Mélanie ALBARET,
"L’ONU, entre puissance et multilatéralisme",
, 2013, [en ligne], consulté le
10/11/2024, URL : http://ceriscope.sciences-po.fr/puissance/content/part3/l-onu-entre-puissance-et-multilateralisme
Le concept de multilatéralisme (qu’il soit ou non onusien) paraît au premier abord peu compatible avec celui de puissance que l’on peut définir en suivant Raymond Aron comme « la capacité d’une unité politique d’imposer sa volonté aux autres unités ». En effet, le multilatéralisme n’est pas seulement affaire de nombre : il ne suffit pas d’être plus de deux Etats ou acteurs (par opposition à l’unilatéralisme et au bilatéralisme) pour qualifier la discussion de multilatérale. Le multilatéralisme se double d’une dimension qualitative et normative : il vise à « établir un ordre international coopératif régissant les interdépendances internationales » (Petiteville, 2009). Il implique donc un projet politique fondé sur les principes d’égalité, d’inclusion, d’indivisibilité, de réciprocité (Ruggie, Petiteville, 2009). Or cette vision spécifique de l’ordre international qui se développe au XXe siècle contraste avec l’équilibre des puissances ou le concert européen, dominants durant les siècles précédents. Un système international fondé sur la puissance, équilibrée ou concertée, fonctionne grâce à la hiérarchie, à la marginalisation des petits et à la non réciprocité.
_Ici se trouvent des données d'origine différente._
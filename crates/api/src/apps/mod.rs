//! Apps bundled with the binary.
//!
//! Each subdirectory with a `routes.rs` is picked up by the router
//! registry; its module must also be listed in [`catalog`].

pub mod files;
pub mod users;

use std::path::PathBuf;

use crate::context::AppState;
use crate::registry::AppCatalog;

pub fn catalog() -> AppCatalog<AppState> {
    AppCatalog::new().with(files::FilesApp).with(users::UsersApp)
}

/// This directory, used when `APPS_DIR` is unset.
///
/// The path is baked in at compile time and only exists where the crate was
/// built.
pub fn bundled_apps_dir() -> PathBuf {
    PathBuf::from(concat!(env!("CARGO_MANIFEST_DIR"), "/src/apps"))
}

#[cfg(test)]
mod tests {
    use super::*;
    use crate::registry::{RegistryConfig, RouterRegistry};

    #[test]
    fn every_bundled_app_directory_is_in_the_catalog() {
        let registry = RouterRegistry::new(RegistryConfig::new(bundled_apps_dir())).unwrap();

        let registrations = registry.collect(&catalog()).unwrap();
        let prefixes: Vec<_> = registrations.iter().map(|r| r.prefix.as_str()).collect();

        assert_eq!(prefixes, ["/api/files", "/api/users"]);
        assert!(registrations.iter().all(|r| r.openapi.is_some()));
    }

    #[test]
    fn catalog_names_match_directories() {
        for name in catalog().names() {
            assert!(
                bundled_apps_dir().join(name).join("routes.rs").is_file(),
                "{name} has no routes module on disk"
            );
        }
    }
}
use axum::{
    Json,
    http::{HeaderValue, StatusCode, header},
    response::{IntoResponse, Response},
};
use serde_json::{Value, json};
use thiserror::Error;
use tracing::error;

use launchpad_infra::{RepositoryError, StorageError};

/// Handler-level failure, rendered as `{"detail": ...}`.
#[derive(Debug, Error)]
pub enum ApiError {
    #[error("{0}")]
    Unauthorized(String),

    #[error("{0}")]
    BadRequest(String),

    #[error("{0}")]
    NotFound(String),

    #[error("{0}")]
    Conflict(String),

    #[error("{0}")]
    PayloadTooLarge(String),

    #[error(transparent)]
    Internal(#[from] anyhow::Error),
}

impl ApiError {
    pub fn unauthorized(detail: impl Into<String>) -> Self {
        Self::Unauthorized(detail.into())
    }

    pub fn status(&self) -> StatusCode {
        match self {
            ApiError::Unauthorized(_) => StatusCode::UNAUTHORIZED,
            ApiError::BadRequest(_) => StatusCode::BAD_REQUEST,
            ApiError::NotFound(_) => StatusCode::NOT_FOUND,
            ApiError::Conflict(_) => StatusCode::CONFLICT,
            ApiError::PayloadTooLarge(_) => StatusCode::PAYLOAD_TOO_LARGE,
            ApiError::Internal(_) => StatusCode::INTERNAL_SERVER_ERROR,
        }
    }
}

impl IntoResponse for ApiError {
    fn into_response(self) -> Response {
        let status = self.status();
        match self {
            ApiError::Internal(err) => {
                error!(error = %format!("{err:#}"), "request failed");
                json_error(status, "Internal Server Error")
            }
            ApiError::Unauthorized(detail) => {
                let mut response = json_error(status, detail);
                response
                    .headers_mut()
                    .insert(header::WWW_AUTHENTICATE, HeaderValue::from_static("Bearer"));
                response
            }
            other => json_error(status, other.to_string()),
        }
    }
}

impl From<RepositoryError> for ApiError {
    fn from(err: RepositoryError) -> Self {
        match err {
            RepositoryError::Conflict(_) => ApiError::Conflict(err.to_string()),
            other => ApiError::Internal(other.into()),
        }
    }
}

impl From<StorageError> for ApiError {
    fn from(err: StorageError) -> Self {
        match err {
            StorageError::NotFound(_) => ApiError::NotFound(err.to_string()),
            StorageError::InvalidKey { .. } => ApiError::BadRequest(err.to_string()),
            StorageError::TooLarge { .. } => ApiError::PayloadTooLarge(err.to_string()),
            other => ApiError::Internal(other.into()),
        }
    }
}

pub fn json_error(status: StatusCode, detail: impl Into<String>) -> Response {
    json_body(status, json!({ "detail": detail.into() }))
}

pub fn json_body(status: StatusCode, body: Value) -> Response {
    (status, Json(body)).into_response()
}

#[cfg(test)]
mod tests {
    use axum::body::to_bytes;

    use super::*;

    async fn body(response: Response) -> Value {
        let bytes = to_bytes(response.into_body(), usize::MAX).await.unwrap();
        serde_json::from_slice(&bytes).unwrap()
    }

    #[tokio::test]
    async fn unauthorized_sets_bearer_challenge() {
        let response = ApiError::unauthorized("Incorrect username or password").into_response();

        assert_eq!(response.status(), StatusCode::UNAUTHORIZED);
        assert_eq!(response.headers()[header::WWW_AUTHENTICATE], "Bearer");
        assert_eq!(
            body(response).await,
            json!({ "detail": "Incorrect username or password" })
        );
    }

    #[tokio::test]
    async fn internal_errors_do_not_leak_details() {
        let response = ApiError::from(anyhow::anyhow!("db password is hunter2")).into_response();

        assert_eq!(response.status(), StatusCode::INTERNAL_SERVER_ERROR);
        assert_eq!(body(response).await, json!({ "detail": "Internal Server Error" }));
    }

    #[test]
    fn storage_errors_map_to_client_statuses() {
        assert_eq!(
            ApiError::from(StorageError::NotFound("a.txt".into())).status(),
            StatusCode::NOT_FOUND
        );
        assert_eq!(
            ApiError::from(StorageError::TooLarge {
                key: "a".into(),
                size: 2,
                max_size_mb: 1,
            })
            .status(),
            StatusCode::PAYLOAD_TOO_LARGE
        );
        assert_eq!(
            ApiError::from(RepositoryError::Conflict("admin".into())).status(),
            StatusCode::CONFLICT
        );
    }
}
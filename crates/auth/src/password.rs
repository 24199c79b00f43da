//! Password hashing with an application-wide pepper.
//!
//! The pepper is appended to the password before hashing. Verification also
//! accepts hashes created without a pepper so older rows keep working.

use argon2::{
    Argon2,
    password_hash::{PasswordHash, PasswordHasher, PasswordVerifier, SaltString},
};
use rand_core::OsRng;
use thiserror::Error;

#[derive(Debug, Error, Clone, PartialEq, Eq)]
pub enum PasswordError {
    #[error("failed to hash password: {0}")]
    Hash(String),
}

pub struct Password;

impl Password {
    pub fn hash(password: &str, pepper: &str) -> Result<String, PasswordError> {
        let salt = SaltString::generate(&mut OsRng);
        let peppered = format!("{password}{pepper}");

        Argon2::default()
            .hash_password(peppered.as_bytes(), &salt)
            .map(|hash| hash.to_string())
            .map_err(|e| PasswordError::Hash(e.to_string()))
    }

    /// A malformed stored hash never verifies.
    pub fn verify(password: &str, hash: &str, pepper: &str) -> bool {
        let Ok(parsed) = PasswordHash::new(hash) else {
            tracing::warn!("stored password hash is malformed");
            return false;
        };

        let argon2 = Argon2::default();
        let peppered = format!("{password}{pepper}");
        if argon2.verify_password(peppered.as_bytes(), &parsed).is_ok() {
            return true;
        }

        argon2.verify_password(password.as_bytes(), &parsed).is_ok()
    }
}

#[cfg(test)]
mod tests {
    use super::*;

    #[test]
    fn hash_verifies_with_same_pepper_only() {
        let hash = Password::hash("hunter2", "pepper").unwrap();

        assert!(Password::verify("hunter2", &hash, "pepper"));
        assert!(!Password::verify("hunter2", &hash, "other"));
        assert!(!Password::verify("wrong", &hash, "pepper"));
    }

    #[test]
    fn hashes_are_salted() {
        let a = Password::hash("hunter2", "pepper").unwrap();
        let b = Password::hash("hunter2", "pepper").unwrap();
        assert_ne!(a, b);
    }

    #[test]
    fn legacy_unpeppered_hash_still_verifies() {
        let legacy = Password::hash("hunter2", "").unwrap();
        assert!(Password::verify("hunter2", &legacy, "pepper"));
    }

    #[test]
    fn malformed_hash_never_verifies() {
        assert!(!Password::verify("hunter2", "not-a-hash", "pepper"));
    }
}
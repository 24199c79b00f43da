//! HMAC-signed access tokens.

use core::fmt;
use core::str::FromStr;

use chrono::{DateTime, Duration, Utc};
use jsonwebtoken::{Algorithm, DecodingKey, EncodingKey, Header, Validation, errors::ErrorKind};
use thiserror::Error;

use launchpad_core::SecuritySettings;

use crate::claims::{AccessClaims, TokenValidationError, validate_claims};

#[derive(Debug, Error, Clone, PartialEq, Eq)]
pub enum TokenError {
    #[error("token has expired")]
    Expired,

    #[error("invalid token")]
    Invalid,

    #[error("unsupported JWT algorithm `{0}` (expected HS256, HS384 or HS512)")]
    UnsupportedAlgorithm(String),

    #[error("JWT secret must not be empty")]
    EmptySecret,

    #[error("token lifetime must be positive")]
    InvalidLifetime,

    #[error("failed to encode token: {0}")]
    Encode(String),
}

/// Issues and verifies access tokens with a shared secret.
#[derive(Clone)]
pub struct JwtManager {
    algorithm: Algorithm,
    encoding: EncodingKey,
    decoding: DecodingKey,
    ttl: Duration,
}

impl fmt::Debug for JwtManager {
    fn fmt(&self, f: &mut fmt::Formatter<'_>) -> fmt::Result {
        f.debug_struct("JwtManager")
            .field("algorithm", &self.algorithm)
            .field("ttl", &self.ttl)
            .finish_non_exhaustive()
    }
}

impl JwtManager {
    pub fn new(algorithm: &str, secret: &str, expiration_minutes: i64) -> Result<Self, TokenError> {
        let algorithm = Algorithm::from_str(algorithm.trim())
            .ok()
            .filter(|alg| matches!(alg, Algorithm::HS256 | Algorithm::HS384 | Algorithm::HS512))
            .ok_or_else(|| TokenError::UnsupportedAlgorithm(algorithm.to_string()))?;

        if secret.is_empty() {
            return Err(TokenError::EmptySecret);
        }
        if expiration_minutes <= 0 {
            return Err(TokenError::InvalidLifetime);
        }

        Ok(Self {
            algorithm,
            encoding: EncodingKey::from_secret(secret.as_bytes()),
            decoding: DecodingKey::from_secret(secret.as_bytes()),
            ttl: Duration::minutes(expiration_minutes),
        })
    }

    pub fn from_settings(settings: &SecuritySettings) -> Result<Self, TokenError> {
        Self::new(
            &settings.jwt_algorithm,
            &settings.secret_key,
            settings.jwt_expire_minutes,
        )
    }

    /// Issue a token for `subject`, valid from now for the configured lifetime.
    pub fn issue(&self, subject: &str) -> Result<String, TokenError> {
        self.issue_at(subject, Utc::now())
    }

    pub fn issue_at(&self, subject: &str, issued_at: DateTime<Utc>) -> Result<String, TokenError> {
        let claims = AccessClaims::new(subject, issued_at, self.ttl);
        jsonwebtoken::encode(&Header::new(self.algorithm), &claims, &self.encoding)
            .map_err(|e| TokenError::Encode(e.to_string()))
    }

    /// Verify the signature and time window of `token`.
    pub fn decode(&self, token: &str) -> Result<AccessClaims, TokenError> {
        let mut validation = Validation::new(self.algorithm);
        validation.set_required_spec_claims(&["exp", "sub"]);

        let data = jsonwebtoken::decode::<AccessClaims>(token, &self.decoding, &validation)
            .map_err(|e| match e.kind() {
                ErrorKind::ExpiredSignature => TokenError::Expired,
                _ => TokenError::Invalid,
            })?;

        match validate_claims(&data.claims, Utc::now()) {
            Ok(()) => Ok(data.claims),
            Err(TokenValidationError::Expired) => Err(TokenError::Expired),
            Err(e) => {
                tracing::debug!(error = %e, "rejecting token claims");
                Err(TokenError::Invalid)
            }
        }
    }
}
Au contraire, le multilatéralisme privilégie la sécurité collective à l’équilibre des puissances, l’ouverture au secret, l’égalité à la hiérarchie, l’inclusion à la sélection. Ainsi, conceptuellement, puissance et multilatéralisme semblent se repousser l’un l’autre. C’est ainsi que certains réalistes, à l’instar de Mearsheimer, nient la possibilité d’une coopération multilatérale durable : dans leur vision, les institutions internationales ne représentent pas l’émergence d’une nouvelle forme d’action collective, mais constituent seulement un reflet des rapports de puissance. Il est en effet devenu commun de souligner que tous les Etats ne disposent pas de ressources identiques : les disparités de taille des missions permanentes auprès des Nations unies (composées de 2 à 148 personnes, ainsi que l’indique le document ci-dessous) soulignent les différences existant entre les Etats dans l’accès aux informations et aux dossiers à l’agenda, la maîtrise des discussions, la capacité à se positionner sur les négociations, etc. Ces ressources humaines et organisationnelles contribuent, dans une certaine mesure, à la reproduction de la hiérarchie internationale à l’intérieur du jeu onusien.
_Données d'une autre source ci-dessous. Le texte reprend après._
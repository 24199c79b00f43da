use launchpad_auth::Password;
use tracing::{info, warn};

use super::{NewUser, RepositoryError, UserRepository};

pub const ADMIN_USERNAME: &str = "admin";
const ADMIN_PASSWORD: &str = "admin";

/// Create the default `admin/admin` account if it does not exist yet.
///
/// Returns `true` when the account was created.
pub async fn seed_admin(repo: &dyn UserRepository, pepper: &str) -> anyhow::Result<bool> {
    let password_hash = Password::hash(ADMIN_PASSWORD, pepper)?;

    let created = match repo
        .create(NewUser {
            username: ADMIN_USERNAME.to_string(),
            password_hash,
        })
        .await
    {
        Ok(_) => {
            info!(username = ADMIN_USERNAME, "admin user created");
            true
        }
        Err(RepositoryError::Conflict(_)) => {
            warn!(username = ADMIN_USERNAME, "admin user already exists");
            false
        }
        Err(e) => return Err(e.into()),
    };

    warn!(
        username = ADMIN_USERNAME,
        "default admin credentials are active; change the password before deploying"
    );
    Ok(created)
}

#[cfg(test)]
mod tests {
    use super::*;
    use crate::users::InMemoryUserRepository;

    #[tokio::test]
    async fn seeding_is_repeatable() {
        let repo = InMemoryUserRepository::new();

        assert!(seed_admin(&repo, "pepper").await.unwrap());
        assert!(!seed_admin(&repo, "pepper").await.unwrap());

        let admin = repo.find_by_username(ADMIN_USERNAME).await.unwrap().unwrap();
        assert!(Password::verify("admin", &admin.password_hash, "pepper"));
    }
}
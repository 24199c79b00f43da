//! Postgres connection pool, connection-string validation and schema
//! migrations.

mod config;
mod migrations;
mod pool;

pub use config::DatabaseConfig;
pub use migrations::{MIGRATIONS, Migration};
pub use pool::Database;

use thiserror::Error;

#[derive(Debug, Error)]
pub enum DatabaseError {
    #[error("invalid database url: {0}")]
    InvalidUrl(String),

    #[error("migration {version} ({description}) failed: {source}")]
    Migration {
        version: i32,
        description: &'static str,
        #[source]
        source: sqlx::Error,
    },

    #[error(transparent)]
    Sqlx(#[from] sqlx::Error),
}
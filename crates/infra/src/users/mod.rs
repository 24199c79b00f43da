//! User accounts: model, repository contract and its implementations.

mod in_memory;
mod postgres;
mod seed;

pub use in_memory::InMemoryUserRepository;
pub use postgres::PgUserRepository;
pub use seed::{ADMIN_USERNAME, seed_admin};

use async_trait::async_trait;
use chrono::{DateTime, Utc};
use serde::Serialize;
use thiserror::Error;

/// A stored user account.
#[derive(Debug, Clone, PartialEq, Eq, Serialize)]
pub struct User {
    pub id: i64,
    pub username: String,
    #[serde(skip_serializing)]
    pub password_hash: String,
    pub created_at: DateTime<Utc>,
    pub edited_at: DateTime<Utc>,
}

/// Input for [`UserRepository::create`]; the password is already hashed.
#[derive(Debug, Clone)]
pub struct NewUser {
    pub username: String,
    pub password_hash: String,
}

#[derive(Debug, Error)]
pub enum RepositoryError {
    #[error("user `{0}` already exists")]
    Conflict(String),

    #[error(transparent)]
    Database(#[from] sqlx::Error),
}

/// Persistence contract for user accounts.
#[async_trait]
pub trait UserRepository: Send + Sync {
    async fn find_by_username(&self, username: &str) -> Result<Option<User>, RepositoryError>;

    /// Fails with [`RepositoryError::Conflict`] when the username is taken.
    async fn create(&self, user: NewUser) -> Result<User, RepositoryError>;
}
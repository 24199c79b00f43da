//! Configuration error model.

use thiserror::Error;

/// Result type used while loading settings.
pub type ConfigResult<T> = Result<T, ConfigError>;

/// Settings could not be loaded.
///
/// Always fatal at startup: the process must not serve with a partially
/// configured application.
#[derive(Debug, Error, Clone, PartialEq, Eq)]
pub enum ConfigError {
    /// A required variable is absent (or blank).
    #[error("missing required setting `{0}`")]
    Missing(&'static str),

    /// A variable is present but cannot be parsed.
    #[error("invalid value for `{key}`: {reason}")]
    Invalid { key: &'static str, reason: String },
}

impl ConfigError {
    pub fn invalid(key: &'static str, reason: impl Into<String>) -> Self {
        Self::Invalid {
            key,
            reason: reason.into(),
        }
    }
}
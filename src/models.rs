use time::OffsetDateTime;

/// One notification payload as it came off the link, stamped on arrival.
#[derive(Debug, Clone)]
pub struct Notification {
    pub payload: Vec<u8>,
    pub received_at: OffsetDateTime,
}

/// The two little-endian codes carried by a humidity notification.
#[derive(Debug, Clone, Copy, PartialEq, Eq)]
pub struct RawReading {
    pub temperature_code: u16,
    pub humidity_code: u16,
}

#[derive(Debug, Clone, Copy, PartialEq)]
pub struct DecodedReading {
    pub temperature_celsius: f64,
    pub relative_humidity_percent: f64,
    pub observed_at: OffsetDateTime,
}

/// Row handed to the store for a forwarded reading
#[derive(Debug, Clone, PartialEq, Eq)]
pub struct PersistedRecord {
    pub time: OffsetDateTime,
    pub temp: String,
    pub rh: String,
}

impl From<&DecodedReading> for PersistedRecord {
    fn from(reading: &DecodedReading) -> Self {
        PersistedRecord {
            time: reading.observed_at,
            temp: format!("{:.1}", reading.temperature_celsius),
            rh: format!("{:.0}", reading.relative_humidity_percent),
        }
    }
}

/// Fields read once from the peripheral right after connecting.
#[derive(Debug, Clone, PartialEq, Eq)]
pub struct PeripheralIdentity {
    pub system_id: Vec<u8>,
    pub model_number: String,
    pub device_name: Option<String>,
    pub manufacturer_name: String,
    pub firmware_revision: String,
    pub hardware_revision: String,
    pub software_revision: String,
    pub battery_level: u8,
}

impl PeripheralIdentity {
    /// System id as colon separated hex, most significant byte first.
    ///
    /// The characteristic is transmitted least significant byte first, so the
    /// wire order is reversed for display.
    pub fn system_id_hex(&self) -> String {
        self.system_id
            .iter()
            .rev()
            .map(|byte| format!("{:02x}", byte))
            .collect::<Vec<_>>()
            .join(":")
    }

    /// Labelled display lines, in read order. An absent device name is skipped.
    pub fn display_lines(&self) -> Vec<String> {
        let mut lines = vec![
            format!("System ID: {}", self.system_id_hex()),
            format!("Model Number: {}", self.model_number),
        ];
        if let Some(name) = &self.device_name {
            lines.push(format!("Device Name: {}", name));
        }
        lines.push(format!("Manufacturer Name: {}", self.manufacturer_name));
        lines.push(format!("Firmware Revision: {}", self.firmware_revision));
        lines.push(format!("Hardware Revision: {}", self.hardware_revision));
        lines.push(format!("Software Revision: {}", self.software_revision));
        lines.push(format!("Battery Level: {}%", self.battery_level));
        lines
    }
}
Pourtant, l’analyse ne s’arrête pas à cette opposition. D’autres théoriciens des relations internationales ont pensé une plus grande variété de corrélations entre puissance et multilatéralisme. Dans la plupart des approches libérales, logiques de puissance et dynamiques multilatérales peuvent coexister mais les secondes constituent un frein aux premières qu’elles contiennent. Dès lors, le multilatéralisme modifie le jeu des puissances et n’en est plus la simple reproduction. Enfin, d’autres études ont montré que le multilatéralisme peut s’adosser à la puissance. Ainsi en va-t-il des théories de la stabilité hégémonique, parmi lesquelles celle de Kindleberger : seule une puissance bienveillante peut permettre la mise en place d’une coopération internationale qui assure la stabilité du système international. Le multilatéralisme est créé et fonctionne grâce à l’existence d’un hégémon.
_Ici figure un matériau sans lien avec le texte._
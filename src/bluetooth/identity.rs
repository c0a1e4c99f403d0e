/// One-shot identification reads performed right after connecting
use bluer::Uuid;
use log::debug;
use std::fmt;

use crate::bluetooth::transport::Peripheral;
use crate::bluetooth::uuids;
use crate::error::SessionError;
use crate::models::PeripheralIdentity;

#[derive(Debug, Clone, Copy, PartialEq, Eq, Hash)]
pub enum IdentityField {
    SystemId,
    ModelNumber,
    DeviceName,
    ManufacturerName,
    FirmwareRevision,
    HardwareRevision,
    SoftwareRevision,
    BatteryLevel,
}

/// Read order. Only the device name may be missing.
pub const IDENTITY_SEQUENCE: [IdentityField; 8] = [
    IdentityField::SystemId,
    IdentityField::ModelNumber,
    IdentityField::DeviceName,
    IdentityField::ManufacturerName,
    IdentityField::FirmwareRevision,
    IdentityField::HardwareRevision,
    IdentityField::SoftwareRevision,
    IdentityField::BatteryLevel,
];

impl IdentityField {
    pub fn uuid(self) -> Uuid {
        match self {
            IdentityField::SystemId => uuids::SYSTEM_ID,
            IdentityField::ModelNumber => uuids::MODEL_NUMBER,
            IdentityField::DeviceName => uuids::DEVICE_NAME,
            IdentityField::ManufacturerName => uuids::MANUFACTURER_NAME,
            IdentityField::FirmwareRevision => uuids::FIRMWARE_REVISION,
            IdentityField::HardwareRevision => uuids::HARDWARE_REVISION,
            IdentityField::SoftwareRevision => uuids::SOFTWARE_REVISION,
            IdentityField::BatteryLevel => uuids::BATTERY_LEVEL,
        }
    }

    pub fn is_optional(self) -> bool {
        self == IdentityField::DeviceName
    }

    fn label(self) -> &'static str {
        match self {
            IdentityField::SystemId => "System ID",
            IdentityField::ModelNumber => "Model Number",
            IdentityField::DeviceName => "Device Name",
            IdentityField::ManufacturerName => "Manufacturer Name",
            IdentityField::FirmwareRevision => "Firmware Revision",
            IdentityField::HardwareRevision => "Hardware Revision",
            IdentityField::SoftwareRevision => "Software Revision",
            IdentityField::BatteryLevel => "Battery Level",
        }
    }
}

impl fmt::Display for IdentityField {
    fn fmt(&self, f: &mut fmt::Formatter<'_>) -> fmt::Result {
        f.write_str(self.label())
    }
}

/// Read every identification characteristic in `IDENTITY_SEQUENCE` order.
///
/// Stops at the first failed mandatory read. A failed device name read is
/// logged and leaves `device_name` empty.
pub async fn read_identity<P: Peripheral>(
    peripheral: &P,
) -> Result<PeripheralIdentity, SessionError> {
    let mut identity = PeripheralIdentity {
        system_id: Vec::new(),
        model_number: String::new(),
        device_name: None,
        manufacturer_name: String::new(),
        firmware_revision: String::new(),
        hardware_revision: String::new(),
        software_revision: String::new(),
        battery_level: 0,
    };

    for field in IDENTITY_SEQUENCE {
        let value = match peripheral.read(field.uuid()).await {
            Ok(value) => value,
            Err(e) if field.is_optional() => {
                debug!("Skipping optional {} read: {}", field, e);
                continue;
            }
            Err(e) => {
                return Err(SessionError::IdentityReadFailed {
                    field,
                    uuid: field.uuid(),
                    reason: e.to_string(),
                })
            }
        };

        match field {
            IdentityField::SystemId => identity.system_id = value,
            IdentityField::ModelNumber => identity.model_number = text(&value),
            IdentityField::DeviceName => identity.device_name = Some(text(&value)),
            IdentityField::ManufacturerName => identity.manufacturer_name = text(&value),
            IdentityField::FirmwareRevision => identity.firmware_revision = text(&value),
            IdentityField::HardwareRevision => identity.hardware_revision = text(&value),
            IdentityField::SoftwareRevision => identity.software_revision = text(&value),
            IdentityField::BatteryLevel => {
                identity.battery_level =
                    *value
                        .first()
                        .ok_or_else(|| SessionError::IdentityReadFailed {
                            field,
                            uuid: field.uuid(),
                            reason: "empty value".into(),
                        })?
            }
        }
    }

    Ok(identity)
}

// GATT strings are often NUL padded
fn text(value: &[u8]) -> String {
    String::from_utf8_lossy(value)
        .trim_end_matches('\0')
        .to_string()
}

#[cfg(test)]
mod tests {
    use super::*;
    use crate::testing::FakePeripheral;

    #[tokio::test]
    async fn reads_all_fields_in_order() {
        let peripheral = FakePeripheral::sensortag();

        let identity = read_identity(&peripheral).await.unwrap();

        assert_eq!(identity.model_number, "CC2650 SensorTag");
        assert_eq!(identity.device_name.as_deref(), Some("CC2650 SensorTag"));
        assert_eq!(identity.manufacturer_name, "Texas Instruments");
        assert_eq!(identity.battery_level, 87);
        assert_eq!(identity.system_id_hex(), "b0:91:22:ff:fe:f7:e6:84");

        let expected: Vec<String> = IDENTITY_SEQUENCE
            .iter()
            .map(|field| format!("read {}", field.uuid()))
            .collect();
        assert_eq!(peripheral.calls(), expected);
    }

    #[tokio::test]
    async fn missing_device_name_is_tolerated() {
        let peripheral = FakePeripheral::sensortag().without(uuids::DEVICE_NAME);

        let identity = read_identity(&peripheral).await.unwrap();

        assert_eq!(identity.device_name, None);
        assert_eq!(identity.firmware_revision, "1.30 (May 23 2016)");
    }

    #[tokio::test]
    async fn mandatory_read_failure_stops_the_sequence() {
        let peripheral = FakePeripheral::sensortag().without(uuids::MANUFACTURER_NAME);

        let err = read_identity(&peripheral).await.unwrap_err();

        match err {
            SessionError::IdentityReadFailed { field, uuid, .. } => {
                assert_eq!(field, IdentityField::ManufacturerName);
                assert_eq!(uuid, uuids::MANUFACTURER_NAME);
            }
            other => panic!("unexpected error: {other}"),
        }
        // nothing after the manufacturer name was attempted
        assert_eq!(peripheral.calls().len(), 4);
    }

    #[tokio::test]
    async fn empty_battery_level_is_a_read_failure() {
        let peripheral = FakePeripheral::sensortag().with_value(uuids::BATTERY_LEVEL, vec![]);

        let err = read_identity(&peripheral).await.unwrap_err();

        assert!(matches!(
            err,
            SessionError::IdentityReadFailed {
                field: IdentityField::BatteryLevel,
                ..
            }
        ));
    }

    #[test]
    fn trailing_nul_padding_is_trimmed() {
        assert_eq!(text(b"N.A.\0\0"), "N.A.");
    }
}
Le débat théorique, ici à peine esquissé, ouvre donc plusieurs pistes sur les relations qu’entretiennent multilatéralisme et puissance. Néanmoins, son apport trouve ses limites dans le fait que chaque théorie n’offre qu’une vision partielle de ces liens qu’aucune ne parvient à penser simultanément. En revanche, poser cette question à partir de l’exemple onusien invite à identifier d’une part, les pratiques des puissances (entendues ici comme acteurs) dans et vis-à-vis du jeu onusien et, d’autre part, les effets de l’action multilatérale sur le jeu des puissances. Ce double questionnement permet ainsi de comprendre comment l’ONU qui émane de la puissance, en renouvelle le jeu et devient de ce fait une enceinte privilégiée pour des stratégies multilatérales de puissance moyenne.